Arundhati Parmar (Minneapolis, MN) —
Video games conjure up images of couch potatoes shooting up aliens. But “gaming” has advanced far beyond that, often pushing the limits of how technology interfaces with the human body and mind. The recent Games 4 Health webinar discussed the many ways in which gaming is influencing people’s health and well-being.
Wii and Kinect have shown how gaming can help keep people active.
Then there are games like CryptoZoo that aim to get people moving by having them chase cryptids through their cities. The game was developed by game designer and researcher Jane McGonigal in collaboration with the American Heart Association and the Institute for the Future.

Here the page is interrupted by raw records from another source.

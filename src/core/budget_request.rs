//! Budget requests - asking reviewers to raise a project's total budget.

use crate::{
    core::{
        approval::{self, ApprovalWorkflow, Decision},
        audit::entity_types,
        budget,
        context::{Actor, LedgerContext},
        effects,
        notification::NotificationDraft,
        project,
    },
    entities::{
        ApprovalStatus, AuditAction, BudgetRequest, NotificationType, UserRole, budget_request,
    },
    errors::{Error, Result},
};
use async_trait::async_trait;
use chrono::Utc;
use sea_orm::{DatabaseTransaction, QueryOrder, Set, prelude::*};
use tracing::{info, instrument};

#[async_trait]
impl ApprovalWorkflow for budget_request::Model {
    const ENTITY_TYPE: &'static str = entity_types::BUDGET_REQUEST;

    fn id(&self) -> i64 {
        self.id
    }

    fn status(&self) -> ApprovalStatus {
        self.status
    }

    fn requester(&self) -> i64 {
        self.requested_by
    }

    async fn lock(txn: &DatabaseTransaction, id: i64) -> Result<Option<Self>> {
        approval::lock_for_update::<BudgetRequest>(txn, id).await
    }

    async fn write_decision(
        self,
        txn: &DatabaseTransaction,
        actor_id: i64,
        decision: &Decision,
    ) -> Result<Self> {
        let mut request: budget_request::ActiveModel = self.into();
        request.status = Set(decision.status());
        request.approved_by = Set(Some(actor_id));
        request.approval_notes = Set(decision.notes().map(str::to_string));
        request.updated_at = Set(Utc::now());
        Ok(request.update(txn).await?)
    }

    async fn apply_effect(
        &self,
        txn: &DatabaseTransaction,
        _actor_id: i64,
        decision: &Decision,
    ) -> Result<()> {
        if decision.is_approval() {
            budget::increase_total_budget(txn, self.project_id, self.amount).await?;
        }
        Ok(())
    }

    fn notification(&self, decision: &Decision) -> NotificationDraft {
        if decision.is_approval() {
            NotificationDraft::new(
                NotificationType::BudgetApproved,
                "Budget Request Approved",
                format!("Your budget request of {:.2} has been approved", self.amount),
                self.id,
            )
        } else {
            NotificationDraft::new(
                NotificationType::BudgetRejected,
                "Budget Request Rejected",
                format!(
                    "Your budget request of {:.2} has been rejected: {}",
                    self.amount,
                    decision.notes().unwrap_or_default()
                ),
                self.id,
            )
        }
    }
}

/// Submits a request to raise the project's total budget by `amount`.
#[instrument(skip(ctx, reason))]
pub async fn create_budget_request(
    ctx: &LedgerContext,
    actor: &Actor,
    project_id: i64,
    amount: f64,
    reason: &str,
) -> Result<budget_request::Model> {
    if !amount.is_finite() || amount <= 0.0 {
        return Err(Error::InvalidAmount { amount });
    }
    project::ensure_project_access(&ctx.db, actor, project_id, "request budget").await?;

    let now = Utc::now();
    let request = budget_request::ActiveModel {
        project_id: Set(project_id),
        requested_by: Set(actor.user_id),
        amount: Set(amount),
        reason: Set(reason.trim().to_string()),
        status: Set(ApprovalStatus::Pending),
        approved_by: Set(None),
        approval_notes: Set(None),
        created_at: Set(now),
        updated_at: Set(now),
        ..Default::default()
    }
    .insert(&ctx.db)
    .await?;
    info!(request_id = request.id, project_id, amount, "Budget request submitted");

    effects::record_audit(
        ctx,
        actor.user_id,
        AuditAction::Create,
        entity_types::BUDGET_REQUEST,
        request.id,
        format!("Requested {amount:.2} for project {project_id}"),
    )
    .await;
    effects::notify_roles(
        ctx,
        &UserRole::REVIEWERS,
        &NotificationDraft::new(
            NotificationType::BudgetRequest,
            "New Budget Request",
            format!("A budget request of {amount:.2} needs your review"),
            request.id,
        ),
    )
    .await;

    Ok(request)
}

/// Fetches a budget request by id.
pub async fn get_budget_request(
    db: &DatabaseConnection,
    request_id: i64,
) -> Result<budget_request::Model> {
    BudgetRequest::find_by_id(request_id)
        .one(db)
        .await?
        .ok_or(Error::NotFound {
            entity: entity_types::BUDGET_REQUEST,
            id: request_id,
        })
}

/// Budget requests of a project, newest first.
pub async fn list_budget_requests(
    db: &DatabaseConnection,
    project_id: i64,
) -> Result<Vec<budget_request::Model>> {
    BudgetRequest::find()
        .filter(budget_request::Column::ProjectId.eq(project_id))
        .order_by_desc(budget_request::Column::CreatedAt)
        .order_by_desc(budget_request::Column::Id)
        .all(db)
        .await
        .map_err(Into::into)
}

/// Approves a pending request and raises the project's total budget.
pub async fn approve_budget_request(
    ctx: &LedgerContext,
    request_id: i64,
    actor_id: i64,
    notes: Option<String>,
) -> Result<budget_request::Model> {
    approval::transition(ctx, request_id, actor_id, Decision::Approve { notes }).await
}

/// Rejects a pending request. The budget is left unchanged.
pub async fn reject_budget_request(
    ctx: &LedgerContext,
    request_id: i64,
    actor_id: i64,
    notes: String,
) -> Result<budget_request::Model> {
    approval::transition(ctx, request_id, actor_id, Decision::Reject { notes }).await
}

Two games discussed at the #games4health webinar on Tuesday don’t have much to do with losing weight, and a third uses avatars to simulate a group therapy session. The Department of Health and Human Services and the Institute for the Future organized the event.
Prevent substance abuse
Doctors often have no way of knowing whether a patient is abusing prescription medication. An interactive game developed at Northwestern University Feinberg School of Medicine is designed to train doctors to spot clues that this is happening.
In the game, an actor simulates the behavior of patients who are addicted to prescription painkillers, such as shifting eyes, nervousness, tapping fingers and restlessness.
Make jumping on the swing more fun
Making sure that kids are active and playing outdoors is a constant concern for parents, especially when video games, iPad and TV abound.
The Son-X Octavia is an interactive sound device that can be attached to swings. It plays applause when the child reaches a new height on the swing, or after the child has spent a certain amount of time swinging.
Group therapy sessions using avatars
This is the brainchild of Microsoft’s chief research and strategy officer Craig Mundie. He imagines a world where patient avatars will meet doctor avatars for virtual group therapy sessions.
This world allows the comfort of anonymity as well as the much-needed social contact and the feeling of empathy integral to group therapy sessions.
Arundhati Parmar is the Minnesota bureau chief for MedCity News, where this article originally appeared. For more about Kinect’s applications to health and medicine, see this Publicyte article by Chris Niehaus.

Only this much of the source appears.